Several features of her journey are worth naming explicitly, because they recur in most successful self-awareness growth arcs:

The defensive response is normal, not disqualifying. Nearly everyone who receives unexpected negative feedback responds defensively first. The measure of growth is what comes after the defense — whether you stay there or move through it.

The pivot to curiosity is empirical, not emotional. For Priya, the shift came not from an emotional breakthrough but from a logical observation: consistent data from independent sources describes a coherent pattern. Treating it as evidence rather than verdict opened the possibility of learning.

Good values do not produce good impact automatically. Priya's values were genuine and admirable. But values in isolation — without attention to relational impact — can produce consequences their holder never intended. The work is not replacing the values; it is pairing them with the additional awareness they require to function as intended.

Behavior change precedes felt authenticity. Priya's deliberate "landing space" pause felt artificial for weeks. This is expected. Neuroscientific research on habit formation makes clear that new behaviors feel unnatural until they become proceduralized. Waiting for something to feel natural before doing it is a recipe for no change. Doing it before it feels natural is how it eventually does.

External self-awareness is collaborative. Priya could not have closed her Blind Spot alone. She needed the HR consultant, the direct reports who responded to her email, the fellow who tracked her body language, and the nurse who answered an impact receipt honestly. Self-awareness, in practice, is not solo work. It is a relationship between your effort and others' willingness to reflect you back to yourself.


Discussion Questions

  1. At what point in Priya's case did the shift from defensive to curious occur? What specifically produced that shift? Could anything have accelerated it?

  2. Priya's values (excellence, efficiency, honesty, accountability) are generally considered positive. How did they produce negative impact? What does this suggest about the relationship between values and behavior?

  3. The consultant said: "The door may need to be visibly open." What does this mean, and why does the difference between "not closed" and "visibly open" matter so much in leadership and conflict?
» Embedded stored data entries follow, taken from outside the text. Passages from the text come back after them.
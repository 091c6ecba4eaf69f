//! # quizwire-server
//!
//! The Quizwire session server: WebSocket connection handling, frame
//! dispatch, configuration, and metrics around the core session layer.

pub mod config;
pub mod handlers;
pub mod metrics;

pub use config::Config;
pub use handlers::{app, run_server, AppState};
//! State bridge between accepted real-time events and the external store.
//!
//! The bridge is the only path from the session layer to persistence:
//! quiz lookup on join, reveal-flag writes, and score-list reads. Results
//! stay typed here; the decision to swallow a failure belongs to the
//! connection actor.

use crate::store::{QuizDoc, QuizStore, ScoreRecord, StoreError};
use std::sync::Arc;
use tracing::debug;

/// Bridges session events to store reads and writes.
#[derive(Clone)]
pub struct StateBridge {
    store: Arc<dyn QuizStore>,
}

impl StateBridge {
    /// Create a bridge over the given store.
    #[must_use]
    pub fn new(store: Arc<dyn QuizStore>) -> Self {
        Self { store }
    }

    /// Resolve a quiz name to its document, if one exists.
    ///
    /// # Errors
    ///
    /// Returns a [`StoreError`] on backend failure.
    pub async fn find_quiz(&self, name: &str) -> Result<Option<QuizDoc>, StoreError> {
        self.store.find_quiz_by_name(name).await
    }

    /// Persist a reveal-flag change on the quiz named `name`.
    ///
    /// Returns `false` when no document matched; that is a no-op, not an
    /// error. Broadcast and persistence are independent effects; the caller
    /// never rolls one back because the other failed.
    ///
    /// # Errors
    ///
    /// Returns a [`StoreError`] on backend failure.
    pub async fn persist_reveal(&self, name: &str, value: bool) -> Result<bool, StoreError> {
        let matched = self.store.set_reveal(name, value).await?;
        debug!(quiz = %name, value, matched, "Persisted reveal flag");
        Ok(matched)
    }

    /// Fetch the score lines for a quiz, formatted for display.
    ///
    /// Records are ordered by `user_id` so the sequence is deterministic
    /// regardless of the backend's retrieval order.
    ///
    /// # Errors
    ///
    /// Returns a [`StoreError`] on backend failure.
    pub async fn score_lines(&self, quiz_id: &str) -> Result<Vec<String>, StoreError> {
        let mut records = self.store.list_scores(quiz_id).await?;
        records.sort_by(|a, b| a.user_id.cmp(&b.user_id));
        Ok(records.iter().map(format_score_line).collect())
    }
}

/// Format one score record as its display line.
fn format_score_line(record: &ScoreRecord) -> String {
    format!("{}: {}", record.user_id, record.score)
}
  4. Priya tried four specific practices: the deliberate pause, the explicit invitation, the body-language inventory, and the impact receipt. Which of these required the most external courage? Which required the most internal courage? Are these different things?

  5. This case focuses on a leadership context. Where else might the same self-awareness failure — high internal self-awareness, low external self-awareness — create significant problems? In a romantic relationship? In parenting? In a close friendship? What would the specific blind spots look like in each context?


This case study illustrates concepts from Sections 6.1, 6.3, 6.4, and 6.5 of Chapter 6.